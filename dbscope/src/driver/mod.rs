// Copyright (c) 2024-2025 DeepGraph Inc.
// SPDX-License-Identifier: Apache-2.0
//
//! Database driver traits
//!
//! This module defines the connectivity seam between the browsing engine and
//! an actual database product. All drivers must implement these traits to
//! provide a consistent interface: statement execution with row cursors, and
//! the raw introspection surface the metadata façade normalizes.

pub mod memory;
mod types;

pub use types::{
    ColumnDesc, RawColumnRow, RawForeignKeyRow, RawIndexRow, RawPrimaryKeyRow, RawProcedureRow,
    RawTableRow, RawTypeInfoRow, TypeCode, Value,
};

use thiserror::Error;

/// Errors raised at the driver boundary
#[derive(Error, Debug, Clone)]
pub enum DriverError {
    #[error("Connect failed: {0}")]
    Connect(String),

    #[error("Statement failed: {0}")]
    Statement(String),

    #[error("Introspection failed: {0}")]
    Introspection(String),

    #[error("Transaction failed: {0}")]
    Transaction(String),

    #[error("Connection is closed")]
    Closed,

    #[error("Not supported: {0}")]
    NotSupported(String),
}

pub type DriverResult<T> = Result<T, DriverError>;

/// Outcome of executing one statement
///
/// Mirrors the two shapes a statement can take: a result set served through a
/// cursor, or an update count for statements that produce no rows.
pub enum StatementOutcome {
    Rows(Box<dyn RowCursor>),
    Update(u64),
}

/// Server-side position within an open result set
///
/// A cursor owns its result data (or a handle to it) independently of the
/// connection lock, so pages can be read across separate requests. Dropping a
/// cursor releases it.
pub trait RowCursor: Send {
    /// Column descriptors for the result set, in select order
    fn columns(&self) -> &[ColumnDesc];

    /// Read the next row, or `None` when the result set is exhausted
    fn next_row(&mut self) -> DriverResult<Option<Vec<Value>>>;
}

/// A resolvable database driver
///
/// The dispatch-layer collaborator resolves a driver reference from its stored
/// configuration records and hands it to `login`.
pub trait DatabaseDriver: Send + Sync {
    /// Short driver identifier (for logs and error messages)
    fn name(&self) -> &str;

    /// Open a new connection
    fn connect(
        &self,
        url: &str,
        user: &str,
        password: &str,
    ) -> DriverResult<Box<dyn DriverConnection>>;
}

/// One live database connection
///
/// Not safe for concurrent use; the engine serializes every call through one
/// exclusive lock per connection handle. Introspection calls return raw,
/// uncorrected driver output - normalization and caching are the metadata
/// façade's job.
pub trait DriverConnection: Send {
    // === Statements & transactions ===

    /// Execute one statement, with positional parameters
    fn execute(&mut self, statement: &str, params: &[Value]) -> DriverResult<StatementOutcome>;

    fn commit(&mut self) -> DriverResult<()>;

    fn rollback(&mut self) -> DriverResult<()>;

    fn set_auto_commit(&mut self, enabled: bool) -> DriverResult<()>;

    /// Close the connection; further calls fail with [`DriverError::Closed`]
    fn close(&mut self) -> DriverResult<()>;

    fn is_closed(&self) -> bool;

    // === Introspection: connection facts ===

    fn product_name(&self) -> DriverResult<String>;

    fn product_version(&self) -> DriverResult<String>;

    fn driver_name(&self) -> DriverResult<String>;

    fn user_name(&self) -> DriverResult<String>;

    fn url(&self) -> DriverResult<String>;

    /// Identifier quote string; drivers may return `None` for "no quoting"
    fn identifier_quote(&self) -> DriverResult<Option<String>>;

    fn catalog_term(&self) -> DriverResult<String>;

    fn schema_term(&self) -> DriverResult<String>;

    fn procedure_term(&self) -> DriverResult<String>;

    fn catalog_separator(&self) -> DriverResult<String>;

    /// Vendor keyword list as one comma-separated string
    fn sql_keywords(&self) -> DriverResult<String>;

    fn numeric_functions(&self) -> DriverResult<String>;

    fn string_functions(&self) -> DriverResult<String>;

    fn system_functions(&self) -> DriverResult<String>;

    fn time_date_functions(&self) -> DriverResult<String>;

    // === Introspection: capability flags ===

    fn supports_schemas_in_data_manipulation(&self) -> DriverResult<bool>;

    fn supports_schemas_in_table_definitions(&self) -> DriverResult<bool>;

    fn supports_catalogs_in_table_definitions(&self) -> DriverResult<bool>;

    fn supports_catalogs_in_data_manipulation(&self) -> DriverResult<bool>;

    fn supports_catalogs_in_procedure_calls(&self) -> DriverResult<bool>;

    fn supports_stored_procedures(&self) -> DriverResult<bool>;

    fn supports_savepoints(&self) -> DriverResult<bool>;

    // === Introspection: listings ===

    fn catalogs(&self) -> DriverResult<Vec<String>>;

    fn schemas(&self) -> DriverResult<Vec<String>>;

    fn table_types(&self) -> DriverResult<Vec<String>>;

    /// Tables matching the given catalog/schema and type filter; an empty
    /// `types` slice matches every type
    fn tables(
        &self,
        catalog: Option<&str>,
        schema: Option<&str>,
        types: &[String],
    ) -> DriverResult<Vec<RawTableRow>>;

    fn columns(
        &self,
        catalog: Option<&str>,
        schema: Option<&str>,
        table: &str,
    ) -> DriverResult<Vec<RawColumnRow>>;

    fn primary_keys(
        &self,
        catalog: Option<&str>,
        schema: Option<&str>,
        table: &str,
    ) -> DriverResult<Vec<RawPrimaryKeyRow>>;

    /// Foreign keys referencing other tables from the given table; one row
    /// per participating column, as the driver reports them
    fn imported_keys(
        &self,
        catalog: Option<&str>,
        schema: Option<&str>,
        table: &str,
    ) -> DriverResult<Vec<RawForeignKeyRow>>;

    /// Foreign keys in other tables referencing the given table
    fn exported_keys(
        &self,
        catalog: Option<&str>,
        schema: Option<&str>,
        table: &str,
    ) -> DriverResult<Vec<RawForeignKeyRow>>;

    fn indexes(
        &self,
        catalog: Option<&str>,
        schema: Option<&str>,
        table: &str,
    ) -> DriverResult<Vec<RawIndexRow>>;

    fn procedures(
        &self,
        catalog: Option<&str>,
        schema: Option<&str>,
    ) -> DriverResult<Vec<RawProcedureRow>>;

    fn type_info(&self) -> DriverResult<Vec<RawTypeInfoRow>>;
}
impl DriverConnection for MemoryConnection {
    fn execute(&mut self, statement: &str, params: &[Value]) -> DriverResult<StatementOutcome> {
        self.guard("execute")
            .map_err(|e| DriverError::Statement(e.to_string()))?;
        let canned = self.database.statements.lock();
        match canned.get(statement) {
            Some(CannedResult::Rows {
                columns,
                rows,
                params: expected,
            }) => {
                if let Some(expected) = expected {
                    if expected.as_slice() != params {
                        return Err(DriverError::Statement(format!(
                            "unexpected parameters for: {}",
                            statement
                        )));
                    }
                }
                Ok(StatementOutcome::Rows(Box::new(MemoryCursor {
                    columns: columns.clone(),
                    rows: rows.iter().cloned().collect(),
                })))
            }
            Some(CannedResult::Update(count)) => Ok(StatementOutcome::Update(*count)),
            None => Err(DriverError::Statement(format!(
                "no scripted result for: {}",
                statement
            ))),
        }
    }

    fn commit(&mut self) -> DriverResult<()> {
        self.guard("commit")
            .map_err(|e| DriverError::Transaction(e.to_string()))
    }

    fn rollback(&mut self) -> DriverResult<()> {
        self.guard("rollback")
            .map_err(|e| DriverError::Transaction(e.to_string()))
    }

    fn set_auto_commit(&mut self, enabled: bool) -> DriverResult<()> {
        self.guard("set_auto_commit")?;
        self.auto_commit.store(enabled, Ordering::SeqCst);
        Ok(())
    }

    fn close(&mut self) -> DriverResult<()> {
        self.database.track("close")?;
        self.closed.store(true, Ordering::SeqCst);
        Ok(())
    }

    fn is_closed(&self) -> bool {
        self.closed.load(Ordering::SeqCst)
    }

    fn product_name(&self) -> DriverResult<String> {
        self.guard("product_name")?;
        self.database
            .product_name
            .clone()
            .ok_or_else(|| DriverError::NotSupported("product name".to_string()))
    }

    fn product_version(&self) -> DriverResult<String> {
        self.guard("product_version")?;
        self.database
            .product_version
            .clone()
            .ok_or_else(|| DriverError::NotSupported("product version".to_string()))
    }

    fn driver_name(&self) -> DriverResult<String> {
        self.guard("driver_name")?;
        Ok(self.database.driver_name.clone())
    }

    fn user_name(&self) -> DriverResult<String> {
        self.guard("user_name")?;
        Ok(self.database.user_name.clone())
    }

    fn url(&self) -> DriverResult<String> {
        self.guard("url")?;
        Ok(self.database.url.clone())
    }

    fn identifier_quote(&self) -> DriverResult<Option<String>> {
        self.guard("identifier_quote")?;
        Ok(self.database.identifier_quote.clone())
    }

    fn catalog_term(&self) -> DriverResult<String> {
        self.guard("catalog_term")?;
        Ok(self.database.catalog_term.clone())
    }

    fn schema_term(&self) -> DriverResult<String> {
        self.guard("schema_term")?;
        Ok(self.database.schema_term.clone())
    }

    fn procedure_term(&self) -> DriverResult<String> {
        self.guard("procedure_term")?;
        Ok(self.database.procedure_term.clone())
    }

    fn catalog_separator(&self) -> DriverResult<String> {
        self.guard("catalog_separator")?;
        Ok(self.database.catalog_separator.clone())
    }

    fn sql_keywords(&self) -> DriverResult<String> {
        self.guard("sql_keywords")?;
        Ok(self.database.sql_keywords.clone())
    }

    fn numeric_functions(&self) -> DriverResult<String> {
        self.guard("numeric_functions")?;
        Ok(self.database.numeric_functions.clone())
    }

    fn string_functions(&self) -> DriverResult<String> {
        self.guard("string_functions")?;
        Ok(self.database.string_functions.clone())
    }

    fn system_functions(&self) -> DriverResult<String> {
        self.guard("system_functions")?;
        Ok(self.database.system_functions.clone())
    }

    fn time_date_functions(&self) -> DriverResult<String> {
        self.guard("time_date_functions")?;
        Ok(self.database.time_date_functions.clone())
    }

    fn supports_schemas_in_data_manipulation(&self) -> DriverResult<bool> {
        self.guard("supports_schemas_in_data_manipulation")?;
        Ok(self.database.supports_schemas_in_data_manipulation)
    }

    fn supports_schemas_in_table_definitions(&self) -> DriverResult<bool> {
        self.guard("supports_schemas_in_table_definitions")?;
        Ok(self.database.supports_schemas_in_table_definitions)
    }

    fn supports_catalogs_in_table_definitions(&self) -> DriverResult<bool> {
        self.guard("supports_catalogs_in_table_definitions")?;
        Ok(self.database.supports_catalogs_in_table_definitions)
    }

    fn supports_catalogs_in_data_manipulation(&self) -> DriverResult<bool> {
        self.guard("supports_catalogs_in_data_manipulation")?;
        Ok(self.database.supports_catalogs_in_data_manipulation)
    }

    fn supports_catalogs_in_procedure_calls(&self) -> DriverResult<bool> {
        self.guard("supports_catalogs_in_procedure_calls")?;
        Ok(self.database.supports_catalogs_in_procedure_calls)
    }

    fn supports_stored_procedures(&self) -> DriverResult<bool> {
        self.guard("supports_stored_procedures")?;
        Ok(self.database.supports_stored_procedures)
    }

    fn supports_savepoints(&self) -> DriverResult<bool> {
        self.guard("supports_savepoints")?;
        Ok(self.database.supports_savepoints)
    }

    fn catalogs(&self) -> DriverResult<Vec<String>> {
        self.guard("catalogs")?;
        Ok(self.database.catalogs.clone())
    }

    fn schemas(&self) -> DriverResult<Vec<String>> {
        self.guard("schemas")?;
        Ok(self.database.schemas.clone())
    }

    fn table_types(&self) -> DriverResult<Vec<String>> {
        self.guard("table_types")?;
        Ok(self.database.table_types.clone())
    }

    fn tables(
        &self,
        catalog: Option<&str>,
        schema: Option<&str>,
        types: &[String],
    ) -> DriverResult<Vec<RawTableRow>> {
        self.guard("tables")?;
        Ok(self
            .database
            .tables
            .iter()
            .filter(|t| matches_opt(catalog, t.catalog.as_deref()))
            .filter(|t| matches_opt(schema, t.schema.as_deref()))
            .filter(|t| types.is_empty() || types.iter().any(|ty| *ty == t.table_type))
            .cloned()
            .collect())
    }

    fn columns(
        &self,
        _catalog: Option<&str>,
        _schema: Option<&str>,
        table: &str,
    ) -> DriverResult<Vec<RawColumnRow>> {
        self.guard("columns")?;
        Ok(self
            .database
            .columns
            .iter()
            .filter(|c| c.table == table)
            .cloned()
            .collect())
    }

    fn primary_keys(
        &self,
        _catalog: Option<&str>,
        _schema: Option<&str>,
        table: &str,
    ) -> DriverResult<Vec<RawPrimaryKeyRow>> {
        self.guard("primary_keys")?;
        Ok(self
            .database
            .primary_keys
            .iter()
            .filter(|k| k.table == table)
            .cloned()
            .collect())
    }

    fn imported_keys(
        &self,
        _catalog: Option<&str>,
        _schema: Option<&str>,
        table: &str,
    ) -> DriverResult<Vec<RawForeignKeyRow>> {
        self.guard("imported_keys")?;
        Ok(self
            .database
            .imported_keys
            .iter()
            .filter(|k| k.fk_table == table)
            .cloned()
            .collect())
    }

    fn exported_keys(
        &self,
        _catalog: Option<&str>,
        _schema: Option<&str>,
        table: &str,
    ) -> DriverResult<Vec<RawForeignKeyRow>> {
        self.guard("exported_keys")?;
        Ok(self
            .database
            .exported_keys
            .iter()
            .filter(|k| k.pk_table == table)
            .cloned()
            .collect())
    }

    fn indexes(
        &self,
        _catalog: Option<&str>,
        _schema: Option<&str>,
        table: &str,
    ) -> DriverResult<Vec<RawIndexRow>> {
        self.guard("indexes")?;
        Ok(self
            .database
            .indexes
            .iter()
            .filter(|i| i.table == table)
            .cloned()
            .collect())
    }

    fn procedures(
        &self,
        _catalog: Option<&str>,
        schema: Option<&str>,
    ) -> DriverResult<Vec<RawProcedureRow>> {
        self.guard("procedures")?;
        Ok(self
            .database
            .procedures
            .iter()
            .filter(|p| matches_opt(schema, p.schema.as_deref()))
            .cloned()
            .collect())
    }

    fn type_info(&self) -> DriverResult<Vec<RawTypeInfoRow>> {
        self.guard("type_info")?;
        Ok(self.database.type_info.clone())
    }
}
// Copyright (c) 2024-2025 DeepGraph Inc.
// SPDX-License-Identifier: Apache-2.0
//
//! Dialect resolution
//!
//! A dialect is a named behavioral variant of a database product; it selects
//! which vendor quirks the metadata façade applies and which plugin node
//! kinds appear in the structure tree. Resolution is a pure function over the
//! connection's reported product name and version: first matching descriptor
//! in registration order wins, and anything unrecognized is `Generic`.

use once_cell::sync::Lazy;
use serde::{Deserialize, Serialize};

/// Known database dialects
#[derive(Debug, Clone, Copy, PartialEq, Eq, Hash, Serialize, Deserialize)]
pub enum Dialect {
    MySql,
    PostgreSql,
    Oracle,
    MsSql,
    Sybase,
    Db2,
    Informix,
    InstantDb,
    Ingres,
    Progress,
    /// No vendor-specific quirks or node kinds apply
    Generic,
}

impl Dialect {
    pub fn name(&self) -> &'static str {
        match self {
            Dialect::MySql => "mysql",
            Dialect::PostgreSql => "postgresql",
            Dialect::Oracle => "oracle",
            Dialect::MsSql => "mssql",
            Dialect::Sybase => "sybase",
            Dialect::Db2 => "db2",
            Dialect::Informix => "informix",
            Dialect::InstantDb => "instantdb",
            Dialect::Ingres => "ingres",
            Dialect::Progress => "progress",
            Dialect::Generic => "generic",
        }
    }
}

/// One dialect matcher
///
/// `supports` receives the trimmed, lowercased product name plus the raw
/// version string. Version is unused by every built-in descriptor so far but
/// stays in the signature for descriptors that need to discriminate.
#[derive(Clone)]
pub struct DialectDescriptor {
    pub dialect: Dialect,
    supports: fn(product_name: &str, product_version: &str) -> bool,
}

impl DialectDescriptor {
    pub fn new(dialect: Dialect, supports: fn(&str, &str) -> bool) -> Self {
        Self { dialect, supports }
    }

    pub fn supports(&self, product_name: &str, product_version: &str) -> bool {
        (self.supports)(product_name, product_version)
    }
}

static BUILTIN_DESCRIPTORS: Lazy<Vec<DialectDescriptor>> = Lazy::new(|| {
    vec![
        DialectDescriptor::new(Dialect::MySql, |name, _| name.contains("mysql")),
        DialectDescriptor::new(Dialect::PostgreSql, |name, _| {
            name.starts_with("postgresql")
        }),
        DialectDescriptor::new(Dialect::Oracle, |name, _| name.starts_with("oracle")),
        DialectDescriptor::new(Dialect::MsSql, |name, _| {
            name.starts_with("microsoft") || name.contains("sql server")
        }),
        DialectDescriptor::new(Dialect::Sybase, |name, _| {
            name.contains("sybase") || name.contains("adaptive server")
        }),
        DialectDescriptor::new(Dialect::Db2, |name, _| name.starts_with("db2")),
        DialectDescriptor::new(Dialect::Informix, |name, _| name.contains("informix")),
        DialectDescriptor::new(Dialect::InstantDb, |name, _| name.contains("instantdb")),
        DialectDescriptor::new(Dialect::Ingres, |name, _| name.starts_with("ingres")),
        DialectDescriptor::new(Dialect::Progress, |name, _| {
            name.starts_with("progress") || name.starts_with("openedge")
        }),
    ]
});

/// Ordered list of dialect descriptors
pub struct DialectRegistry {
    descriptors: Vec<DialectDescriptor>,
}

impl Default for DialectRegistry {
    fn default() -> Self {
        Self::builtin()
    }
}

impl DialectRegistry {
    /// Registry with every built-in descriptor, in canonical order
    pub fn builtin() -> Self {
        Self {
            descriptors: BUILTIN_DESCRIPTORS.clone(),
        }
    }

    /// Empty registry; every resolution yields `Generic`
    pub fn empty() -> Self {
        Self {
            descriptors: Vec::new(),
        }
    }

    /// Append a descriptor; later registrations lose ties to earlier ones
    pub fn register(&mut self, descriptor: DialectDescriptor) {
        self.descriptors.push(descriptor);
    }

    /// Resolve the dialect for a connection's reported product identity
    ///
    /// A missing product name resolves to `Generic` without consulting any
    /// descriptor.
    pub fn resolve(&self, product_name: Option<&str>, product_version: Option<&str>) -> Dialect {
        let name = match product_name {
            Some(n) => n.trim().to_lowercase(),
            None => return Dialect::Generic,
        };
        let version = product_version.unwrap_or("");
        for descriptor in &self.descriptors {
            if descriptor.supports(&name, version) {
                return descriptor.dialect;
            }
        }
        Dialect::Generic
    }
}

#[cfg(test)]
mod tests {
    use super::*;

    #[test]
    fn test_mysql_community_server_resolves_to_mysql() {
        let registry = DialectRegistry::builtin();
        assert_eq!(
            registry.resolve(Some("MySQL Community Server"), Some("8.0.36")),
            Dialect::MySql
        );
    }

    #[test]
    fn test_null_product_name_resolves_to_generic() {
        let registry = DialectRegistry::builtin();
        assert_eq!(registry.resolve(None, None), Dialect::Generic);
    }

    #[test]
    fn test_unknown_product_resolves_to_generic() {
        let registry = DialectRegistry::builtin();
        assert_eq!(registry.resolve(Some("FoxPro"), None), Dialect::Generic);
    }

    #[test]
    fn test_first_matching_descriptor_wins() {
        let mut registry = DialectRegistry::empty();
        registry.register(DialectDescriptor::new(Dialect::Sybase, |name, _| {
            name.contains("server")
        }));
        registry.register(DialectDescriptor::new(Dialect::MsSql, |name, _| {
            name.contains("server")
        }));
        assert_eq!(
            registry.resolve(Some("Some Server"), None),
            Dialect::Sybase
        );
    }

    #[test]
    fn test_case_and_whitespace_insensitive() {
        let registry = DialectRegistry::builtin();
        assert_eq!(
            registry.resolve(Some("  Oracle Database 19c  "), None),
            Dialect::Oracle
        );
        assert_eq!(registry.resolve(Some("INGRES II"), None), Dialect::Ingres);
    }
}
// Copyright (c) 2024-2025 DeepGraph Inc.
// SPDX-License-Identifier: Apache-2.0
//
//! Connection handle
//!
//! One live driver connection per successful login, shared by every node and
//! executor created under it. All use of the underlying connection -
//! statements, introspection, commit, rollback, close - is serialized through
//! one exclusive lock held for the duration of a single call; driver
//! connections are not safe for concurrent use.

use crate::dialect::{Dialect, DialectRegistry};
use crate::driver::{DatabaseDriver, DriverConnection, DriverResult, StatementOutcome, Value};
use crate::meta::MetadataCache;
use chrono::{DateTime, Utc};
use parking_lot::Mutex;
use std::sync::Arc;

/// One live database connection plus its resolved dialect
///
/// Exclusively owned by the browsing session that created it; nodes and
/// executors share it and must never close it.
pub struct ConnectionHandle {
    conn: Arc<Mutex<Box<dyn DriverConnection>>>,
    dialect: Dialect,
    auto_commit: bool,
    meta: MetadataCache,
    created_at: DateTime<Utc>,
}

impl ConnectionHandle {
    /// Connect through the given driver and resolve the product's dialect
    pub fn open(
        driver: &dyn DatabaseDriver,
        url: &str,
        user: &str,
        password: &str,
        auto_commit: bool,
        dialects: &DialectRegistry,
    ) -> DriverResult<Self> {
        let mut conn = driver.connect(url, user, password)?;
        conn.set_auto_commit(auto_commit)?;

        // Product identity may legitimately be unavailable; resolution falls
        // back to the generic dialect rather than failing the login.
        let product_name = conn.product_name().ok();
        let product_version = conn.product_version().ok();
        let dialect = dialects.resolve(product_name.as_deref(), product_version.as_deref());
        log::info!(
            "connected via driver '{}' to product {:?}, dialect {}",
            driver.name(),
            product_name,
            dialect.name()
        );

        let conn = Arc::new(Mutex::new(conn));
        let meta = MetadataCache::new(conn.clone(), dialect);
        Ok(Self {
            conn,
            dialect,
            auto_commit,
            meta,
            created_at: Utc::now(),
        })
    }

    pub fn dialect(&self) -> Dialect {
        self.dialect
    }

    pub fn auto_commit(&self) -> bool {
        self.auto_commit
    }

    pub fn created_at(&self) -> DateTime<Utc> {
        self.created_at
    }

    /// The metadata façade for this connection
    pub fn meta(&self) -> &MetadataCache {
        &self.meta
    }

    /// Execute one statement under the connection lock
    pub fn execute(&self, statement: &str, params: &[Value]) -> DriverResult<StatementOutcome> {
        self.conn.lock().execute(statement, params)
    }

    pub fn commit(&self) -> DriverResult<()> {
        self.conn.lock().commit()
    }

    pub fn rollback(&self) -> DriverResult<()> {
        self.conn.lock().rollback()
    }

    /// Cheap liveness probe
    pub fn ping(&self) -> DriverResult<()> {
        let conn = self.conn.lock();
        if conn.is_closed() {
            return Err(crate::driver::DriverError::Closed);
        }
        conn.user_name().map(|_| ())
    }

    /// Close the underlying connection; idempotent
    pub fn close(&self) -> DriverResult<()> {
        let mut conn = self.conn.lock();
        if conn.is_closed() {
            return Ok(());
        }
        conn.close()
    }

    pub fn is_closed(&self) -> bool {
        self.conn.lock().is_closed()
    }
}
——
EXERCISE.
Copy out the lines of the records above in which the string "format" appears.

PROBLEM SOLUTION.
                        return Err(DriverError::Statement(format!(
            None => Err(DriverError::Statement(format!(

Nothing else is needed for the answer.